And these are no simple structures. There are two theaters, a music pavilion, a garden, a pool and fountain, and of course, Wright's winter living quarters, all connected by elaborate terraces and walkways.
The walls are made of wood forms filled with local desert rocks and concrete, and many rooms use natural lighting. It's a marvel of architecture from a man known for his marvelous structures, which include the Guggenheim Museum in Manhattan, New York. So it shouldn't be surprising that even on a sweltering Saturday afternoon, with temperatures hovering around 100 degrees Fahrenheit, large crowds gather at Taliesin West to take guided tours.
Guided tours are the only way to get inside the Taliesin West buildings, and they're a bit pricey (the cheapest is a one-hour tour of select structures that's $24 per person).
But tourists and fans of architecture must think it's worth it, because they show up in droves. And there's plenty to learn and see in just an hour.

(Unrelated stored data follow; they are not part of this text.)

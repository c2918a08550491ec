use std::cmp::Ordering;
use std::collections::BinaryHeap;
use serde::Serialize;

use crate::core::types::DocId;

/// Search results container
#[derive(Debug, Clone, Serialize)]
pub struct SearchResults {
    pub hits: Vec<ScoredDocument>,
    pub total_hits: usize,
    pub max_score: f32,
    pub took_ms: u64,
}

/// Document with relevance score
#[derive(Debug, Clone, Serialize)]
pub struct ScoredDocument {
    pub doc_id: DocId,
    pub score: f32,
}

// Heap ordering: "greatest" is the worst hit (lowest score, then highest doc
// id), so the heap root is the first candidate to evict. Equal scores break
// ties by ascending doc id for deterministic output.
impl PartialEq for ScoredDocument {
    fn eq(&self, other: &Self) -> bool {
        self.score == other.score && self.doc_id == other.doc_id
    }
}

impl Eq for ScoredDocument {}

impl PartialOrd for ScoredDocument {
    fn partial_cmp(&self, other: &Self) -> Option<Ordering> {
        Some(self.cmp(other))
    }
}

impl Ord for ScoredDocument {
    fn cmp(&self, other: &Self) -> Ordering {
        other
            .score
            .partial_cmp(&self.score)
            .unwrap_or(Ordering::Equal)
            .then_with(|| self.doc_id.cmp(&other.doc_id))
    }
}

/// Top-K collector for efficient result collection
pub struct TopKCollector {
    pub heap: BinaryHeap<ScoredDocument>,
    pub k: usize,
    pub total_collected: usize,
}

impl TopKCollector {
    pub fn new(k: usize) -> Self {
        TopKCollector {
            heap: BinaryHeap::with_capacity(k + 1),
            k,
            total_collected: 0,
        }
    }

    pub fn collect(&mut self, scored_doc: ScoredDocument) {
        self.total_collected += 1;
        if self.k == 0 {
            return;
        }

        self.heap.push(scored_doc);
        if self.heap.len() > self.k {
            self.heap.pop();
        }
    }

    pub fn max_score(&self) -> f32 {
        self.heap
            .iter()
            .map(|doc| doc.score)
            .fold(0.0, f32::max)
    }

    /// Drain into descending-score order, ties by ascending doc id.
    pub fn into_results(self) -> Vec<ScoredDocument> {
        // Ascending in heap order is best-first: the ordering is inverted so
        // that the heap root is the eviction candidate.
        self.heap.into_sorted_vec()
    }
}
pub mod posting;
pub mod inverted;
use serde::{Serialize, Deserialize};

/// Query expression tree, parsed once and evaluated by structural recursion.
///
/// Every stem in the tree has already passed through the analysis pipeline,
/// so it is directly comparable with index terms.
#[derive(Debug, Clone, PartialEq, Eq, Serialize, Deserialize)]
pub enum Query {
    /// Single normalized stem
    Term(String),
    /// All children must match; an empty conjunction matches nothing
    And(Vec<Query>),
    /// Any child must match; an empty disjunction matches nothing
    Or(Vec<Query>),
    /// Complement within the live document set
    Not(Box<Query>),
    /// Stems in exact order with no other indexed stem intervening
    Phrase(Vec<String>),
    /// All stems within `distance` positions of each other, order-insensitive
    Near { stems: Vec<String>, distance: u32 },
}

impl Query {
    /// Distinct stems contributing positively to relevance; NOT subtrees are
    /// excluded since their terms are required to be absent.
    pub fn positive_stems(&self) -> Vec<String> {
        let mut stems = Vec::new();
        self.collect_positive(&mut stems);
        stems.sort_unstable();
        stems.dedup();
        stems
    }

    fn collect_positive(&self, out: &mut Vec<String>) {
        match self {
            Query::Term(stem) => out.push(stem.clone()),
            Query::And(children) | Query::Or(children) => {
                for child in children {
                    child.collect_positive(out);
                }
            }
            Query::Not(_) => {}
            Query::Phrase(stems) | Query::Near { stems, .. } => {
                out.extend(stems.iter().cloned());
            }
        }
    }

    /// True if any node carries positional constraints.
    pub fn has_positional(&self) -> bool {
        match self {
            Query::Term(_) => false,
            Query::And(children) | Query::Or(children) => {
                children.iter().any(Query::has_positional)
            }
            Query::Not(child) => child.has_positional(),
            Query::Phrase(_) | Query::Near { .. } => true,
        }
    }
}
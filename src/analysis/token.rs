use serde::{Serialize, Deserialize};

/// Token representation
#[derive(Debug, Clone, PartialEq, Eq, Serialize, Deserialize)]
pub struct Token {
    pub text: String,      // The token text (lowercased stem after analysis)
    pub position: u32,     // Ordinal in the token stream (for phrase queries)
    pub offset: usize,     // Byte offset in original text
}

impl Token {
    pub fn new(text: String, position: u32, offset: usize) -> Self {
        Token {
            text,
            position,
            offset,
        }
    }
}
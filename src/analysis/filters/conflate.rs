use std::collections::HashMap;
use crate::analysis::filter::TokenFilter;
use crate::analysis::token::Token;

/// Maps word variants to canonical stems via a lookup table.
///
/// Many-to-one: several surface words may share a stem. A word with no
/// mapping is its own stem. Applied identically at index and query time so
/// that a query for "teaches" resolves to the same stem "teach" used when
/// "teaching" was indexed.
pub struct ConflationFilter {
    pub table: HashMap<String, String>,
}

impl ConflationFilter {
    pub fn new<I, S>(pairs: I) -> Self
    where
        I: IntoIterator<Item = (S, S)>,
        S: Into<String>,
    {
        ConflationFilter {
            table: pairs
                .into_iter()
                .map(|(word, stem)| (word.into().to_lowercase(), stem.into().to_lowercase()))
                .collect(),
        }
    }

    pub fn stem_of<'a>(&'a self, word: &'a str) -> &'a str {
        self.table.get(word).map(String::as_str).unwrap_or(word)
    }
}

impl TokenFilter for ConflationFilter {
    fn filter(&self, tokens: Vec<Token>) -> Vec<Token> {
        tokens.into_iter()
            .map(|mut token| {
                if let Some(stem) = self.table.get(&token.text) {
                    token.text = stem.clone();
                }
                token
            })
            .collect()
    }

    fn name(&self) -> &str {
        "conflate"
    }

    fn clone_box(&self) -> Box<dyn TokenFilter> {
        Box::new(ConflationFilter {
            table: self.table.clone(),
        })
    }
}
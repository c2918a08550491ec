use crate::analysis::token::Token;
use unicode_segmentation::UnicodeSegmentation;

pub trait Tokenizer: Send + Sync {
    fn tokenize(&self, text: &str) -> Vec<Token>;

    fn name(&self) -> &str;

    fn clone_box(&self) -> Box<dyn Tokenizer>;
}

impl Clone for Box<dyn Tokenizer> {
    fn clone(&self) -> Self {
        self.clone_box()
    }
}

/// Standard Unicode tokenizer
///
/// Splits on non-alphanumeric boundaries and lowercases every token. The same
/// policy is applied to documents and queries, which is what makes index
/// lookups meaningful.
#[derive(Clone)]
pub struct StandardTokenizer {
    pub max_token_length: usize,
}

impl Default for StandardTokenizer {
    fn default() -> Self {
        StandardTokenizer {
            max_token_length: 255,
        }
    }
}

impl StandardTokenizer {
    /// Lazy token stream over `text`. Restartable by calling again; empty
    /// text yields an empty stream.
    pub fn stream<'a>(&'a self, text: &'a str) -> impl Iterator<Item = Token> + 'a {
        text.unicode_word_indices()
            .filter(|(_, word)| word.len() <= self.max_token_length)
            .enumerate()
            .map(|(position, (offset, word))| {
                Token::new(word.to_lowercase(), position as u32, offset)
            })
    }
}

impl Tokenizer for StandardTokenizer {
    fn tokenize(&self, text: &str) -> Vec<Token> {
        self.stream(text).collect()
    }

    fn name(&self) -> &str {
        "standard"
    }

    fn clone_box(&self) -> Box<dyn Tokenizer> {
        Box::new(self.clone())
    }
}

#[cfg(test)]
mod tests {
    use super::*;

    #[test]
    fn splits_on_non_alphanumeric_and_lowercases() {
        let tokenizer = StandardTokenizer::default();
        let tokens = tokenizer.tokenize("Hello, SQL-world!");
        let texts: Vec<&str> = tokens.iter().map(|t| t.text.as_str()).collect();
        assert_eq!(texts, vec!["hello", "sql", "world"]);
        assert_eq!(tokens[0].position, 0);
        assert_eq!(tokens[2].position, 2);
    }

    #[test]
    fn empty_text_yields_no_tokens() {
        let tokenizer = StandardTokenizer::default();
        assert!(tokenizer.tokenize("").is_empty());
        assert!(tokenizer.tokenize("  \t\n").is_empty());
    }

    #[test]
    fn stream_is_restartable() {
        let tokenizer = StandardTokenizer::default();
        let first: Vec<Token> = tokenizer.stream("learn sql").collect();
        let second: Vec<Token> = tokenizer.stream("learn sql").collect();
        assert_eq!(first, second);
    }

    #[test]
    fn offsets_point_into_source() {
        let tokenizer = StandardTokenizer::default();
        let tokens = tokenizer.tokenize("learn SQL");
        assert_eq!(tokens[0].offset, 0);
        assert_eq!(tokens[1].offset, 6);
    }
}
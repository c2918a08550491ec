//! End-to-end tests for the engine facade.
//!
//! Exercises the full pipeline on the UMSI corpus: analysis, indexing,
//! querying, ranking, removal, and the interchange format.

use invertex::core::config::EngineConfig;
use invertex::core::types::{DocId, ScoringMode, SearchOptions};
use invertex::engine::Engine;
use invertex::index::inverted::PostingEntry;

fn umsi_config() -> EngineConfig {
    EngineConfig::default()
        .with_stop_words(vec!["is", "this", "and"])
        .with_conflations(vec![("teaching", "teach"), ("teaches", "teach")])
}

fn setup_engine() -> Engine {
    let engine = Engine::new(umsi_config());
    engine
        .index(DocId(1), "This is SQL and Python and other fun teaching stuff")
        .unwrap();
    engine
        .index(DocId(2), "More people should learn SQL from UMSI")
        .unwrap();
    engine
        .index(DocId(3), "UMSI also teaches Python and also SQL")
        .unwrap();
    engine
}

fn search_ids(engine: &Engine, query: &str) -> Vec<u64> {
    let results = engine.search(query, &SearchOptions::default()).unwrap();
    let mut ids: Vec<u64> = results.hits.iter().map(|h| h.doc_id.value()).collect();
    ids.sort_unstable();
    ids
}

#[test]
fn umsi_corpus_scenario() {
    let engine = setup_engine();

    assert_eq!(search_ids(&engine, "SQL"), vec![1, 2, 3]);
    assert_eq!(search_ids(&engine, "teach"), vec![1, 3]);
    assert_eq!(search_ids(&engine, "learn & umsi"), vec![2]);
}

#[test]
fn conflation_is_symmetric_between_index_and_query() {
    let engine = setup_engine();

    // doc 1 was indexed with "teaching"; both the stem and another variant
    // must retrieve it
    assert_eq!(search_ids(&engine, "teach"), vec![1, 3]);
    assert_eq!(search_ids(&engine, "teaches"), vec![1, 3]);
    assert_eq!(search_ids(&engine, "teaching"), vec![1, 3]);
}

#[test]
fn stop_words_are_invisible() {
    let engine = setup_engine();

    // querying a stop word alone returns no documents
    assert!(search_ids(&engine, "and").is_empty());
    assert!(search_ids(&engine, "this").is_empty());

    // a document of nothing but stop words produces no postings
    engine.index(DocId(10), "this is and is this").unwrap();
    assert!(search_ids(&engine, "this").is_empty());
    let snapshot = engine.snapshot();
    assert!(snapshot.iter().all(|entry| {
        entry.postings.iter().all(|p| p.doc_id != DocId(10))
    }));
}

#[test]
fn boolean_operators() {
    let engine = Engine::new(EngineConfig::default());
    engine.index(DocId(1), "alpha").unwrap();
    engine.index(DocId(2), "alpha beta").unwrap();
    engine.index(DocId(3), "beta").unwrap();

    assert_eq!(search_ids(&engine, "alpha & beta"), vec![2]);
    assert_eq!(search_ids(&engine, "alpha | beta"), vec![1, 2, 3]);
    assert_eq!(search_ids(&engine, "alpha & !beta"), vec![1]);
}

#[test]
fn phrase_and_near_queries() {
    let engine = Engine::new(EngineConfig::default());
    engine.index(DocId(1), "learn SQL").unwrap();
    engine.index(DocId(2), "learn Python SQL").unwrap();

    assert_eq!(search_ids(&engine, "\"learn SQL\""), vec![1]);
    assert!(search_ids(&engine, "\"SQL learn\"").is_empty());
    assert_eq!(search_ids(&engine, "near(learn, SQL, 2)"), vec![1, 2]);
    assert_eq!(search_ids(&engine, "near(learn, SQL, 1)"), vec![1]);
}

#[test]
fn phrase_skips_removed_stop_words() {
    let engine = Engine::new(EngineConfig::default().with_stop_words(vec!["from"]));
    engine.index(DocId(1), "learn from UMSI").unwrap();

    // "from" is gone from both document and query; the survivors are adjacent
    assert_eq!(search_ids(&engine, "\"learn UMSI\""), vec![1]);
    assert_eq!(search_ids(&engine, "\"learn from UMSI\""), vec![1]);
}

#[test]
fn frequency_ranking_rewards_repetition() {
    let engine = Engine::new(EngineConfig::default());
    engine.index(DocId(1), "sql basics").unwrap();
    engine.index(DocId(2), "sql sql sql basics").unwrap();

    let results = engine.search("sql", &SearchOptions::default()).unwrap();
    let ids: Vec<u64> = results.hits.iter().map(|h| h.doc_id.value()).collect();
    assert_eq!(ids, vec![2, 1]);
    assert!(results.hits[0].score > results.hits[1].score);
    assert_eq!(results.max_score, results.hits[0].score);
}

#[test]
fn cover_density_prefers_clustered_matches() {
    let engine = Engine::new(EngineConfig::default());
    engine
        .index(DocId(1), "learn sql padding padding padding")
        .unwrap();
    engine
        .index(DocId(2), "learn padding padding padding sql")
        .unwrap();

    let options = SearchOptions {
        mode: ScoringMode::CoverDensity,
        ..Default::default()
    };
    let results = engine.search("learn sql", &options).unwrap();
    let ids: Vec<u64> = results.hits.iter().map(|h| h.doc_id.value()).collect();
    assert_eq!(ids, vec![1, 2]);
    assert!(results.hits[0].score > results.hits[1].score);
}

#[test]
fn removal_prunes_postings() {
    let engine = setup_engine();

    assert_eq!(engine.remove(DocId(2)).unwrap(), true);
    assert!(search_ids(&engine, "learn").is_empty());
    assert_eq!(search_ids(&engine, "sql"), vec![1, 3]);

    // removed id appears in no posting list
    let snapshot = engine.snapshot();
    assert!(snapshot.iter().all(|entry| {
        entry.postings.iter().all(|p| p.doc_id != DocId(2))
    }));

    // removing an unknown document is a surfaced no-op
    assert_eq!(engine.remove(DocId(99)).unwrap(), false);
}

#[test]
fn reindex_is_idempotent_through_the_facade() {
    let engine = Engine::new(umsi_config());
    engine.index(DocId(1), "learn SQL teaching teaching").unwrap();
    let once = engine.snapshot();
    engine.index(DocId(1), "learn SQL teaching teaching").unwrap();
    let twice = engine.snapshot();

    assert_eq!(once, twice);
}

#[test]
fn interchange_seeds_an_engine() {
    let engine = setup_engine();
    let entries = engine.snapshot();

    // round-trip through the canonical JSON form
    let json = serde_json::to_string_pretty(&entries).unwrap();
    let decoded: Vec<PostingEntry> = serde_json::from_str(&json).unwrap();

    let seeded = Engine::from_entries(umsi_config(), decoded);
    assert_eq!(search_ids(&seeded, "teach"), vec![1, 3]);
    assert_eq!(search_ids(&seeded, "learn & umsi"), vec![2]);
    assert_eq!(seeded.snapshot(), entries);
}

#[test]
fn syntax_error_in_strict_mode_tolerated_in_tolerant_mode() {
    let engine = setup_engine();

    let strict = SearchOptions::default();
    assert!(engine.search("learn &| umsi", &strict).is_err());

    let tolerant = SearchOptions {
        tolerant: true,
        ..Default::default()
    };
    let results = engine.search("learn &| umsi", &tolerant).unwrap();
    let ids: Vec<u64> = results.hits.iter().map(|h| h.doc_id.value()).collect();
    assert_eq!(ids, vec![2]);
}

#[test]
fn concurrent_reads_during_writes() {
    use std::sync::Arc;
    use std::thread;

    let engine = Arc::new(setup_engine());
    let mut handles = Vec::new();

    for worker in 0..4u64 {
        let engine = Arc::clone(&engine);
        handles.push(thread::spawn(move || {
            for i in 0..50u64 {
                let doc_id = DocId(100 + worker * 100 + i);
                engine.index(doc_id, "concurrent sql writes").unwrap();
                let results = engine
                    .search("sql", &SearchOptions { limit: 1000, ..Default::default() })
                    .unwrap();
                // the three seed documents are always visible
                assert!(results.total_hits >= 3);
            }
        }));
    }

    for handle in handles {
        handle.join().unwrap();
    }

    let stats = engine.stats();
    assert_eq!(stats.total_documents, 3 + 4 * 50);
}
pub mod stopword;
pub mod conflate;
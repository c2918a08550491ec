use crate::core::types::DocId;
use crate::index::inverted::InvertedIndex;

/// Scorer trait
///
/// Scores one candidate document against the query's positive stems. Both
/// implementations are monotonic in term frequency and return 0 for a
/// document containing none of the stems.
pub trait Scorer: Send + Sync {
    fn score(&self, index: &InvertedIndex, doc_id: DocId, stems: &[String]) -> f32;

    fn name(&self) -> &str;
}

/// Smoothed inverse document frequency: 1 + ln((N+1)/(df+1)).
///
/// The +1 floor keeps ubiquitous terms from zeroing out, so more occurrences
/// always score strictly higher.
fn idf(index: &InvertedIndex, stem: &str) -> f32 {
    let df = index.document_frequency(stem);
    if df == 0 {
        return 0.0;
    }
    let n = index.doc_count() as f32;
    1.0 + ((n + 1.0) / (df as f32 + 1.0)).ln()
}

fn tf(index: &InvertedIndex, doc_id: DocId, stem: &str) -> f32 {
    index
        .postings(stem)
        .and_then(|list| list.get(doc_id))
        .map_or(0.0, |posting| posting.term_freq() as f32)
}

/// Frequency scorer: sum of tf·idf over the query stems.
pub struct FrequencyScorer;

impl Scorer for FrequencyScorer {
    fn score(&self, index: &InvertedIndex, doc_id: DocId, stems: &[String]) -> f32 {
        stems
            .iter()
            .map(|stem| tf(index, doc_id, stem) * idf(index, stem))
            .sum()
    }

    fn name(&self) -> &str {
        "frequency"
    }
}

/// Cover-density scorer: the frequency score boosted by how tightly the
/// matched stems cluster.
///
/// The boost derives from the minimal positional window covering every query
/// stem present in the document; a document where the stems sit side by side
/// outranks one where they are scattered. With fewer than two matched stems
/// the score equals the plain frequency score.
pub struct CoverDensityScorer;

impl Scorer for CoverDensityScorer {
    fn score(&self, index: &InvertedIndex, doc_id: DocId, stems: &[String]) -> f32 {
        let base = FrequencyScorer.score(index, doc_id, stems);
        if base == 0.0 {
            return 0.0;
        }

        match min_cover_span(index, doc_id, stems) {
            Some((matched, span)) if matched > 1 => {
                let density = (matched as f32 - 1.0) / (span as f32 + 1.0);
                base * (1.0 + density)
            }
            _ => base,
        }
    }

    fn name(&self) -> &str {
        "cover_density"
    }
}

/// Minimal window covering every query stem the document contains, as
/// (matched stem count, span). None if the document matches no stem.
fn min_cover_span(
    index: &InvertedIndex,
    doc_id: DocId,
    stems: &[String],
) -> Option<(usize, u32)> {
    let mut merged: Vec<(u32, usize)> = Vec::new();
    let mut matched = 0;

    for stem in stems {
        let Some(posting) = index.postings(stem).and_then(|list| list.get(doc_id)) else {
            continue;
        };
        merged.extend(posting.positions.iter().map(|&p| (p, matched)));
        matched += 1;
    }

    if matched == 0 {
        return None;
    }
    merged.sort_unstable();

    let mut counts = vec![0usize; matched];
    let mut covered = 0;
    let mut best: Option<u32> = None;
    let mut lo = 0;

    for hi in 0..merged.len() {
        let (hi_pos, hi_stem) = merged[hi];
        counts[hi_stem] += 1;
        if counts[hi_stem] == 1 {
            covered += 1;
        }

        while covered == matched {
            let (lo_pos, lo_stem) = merged[lo];
            let span = hi_pos - lo_pos;
            best = Some(best.map_or(span, |b| b.min(span)));
            counts[lo_stem] -= 1;
            if counts[lo_stem] == 0 {
                covered -= 1;
            }
            lo += 1;
        }
    }

    Some((matched, best.unwrap_or(0)))
}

In 1937, Wright purchased 500 acres in the Sonoran Desert preserve. At the time, a single acre cost him $3.50.
The Cabaret Theater is a six-sided structure made out of rock and concrete, but because of its almost-hexagonal shape, it's said that someone sitting in the back row can hear a faint whisper from a speaker on stage.
The living room of Wright's home, which he called the "Garden Room," is 56 feet long and 34 feet wide and lined with windows that give stunning views of the surrounding mountains. (Wright's private office is included in the $24 one hour tour, but getting into the Garden Room requires forking over $32 for the 90-minute tour).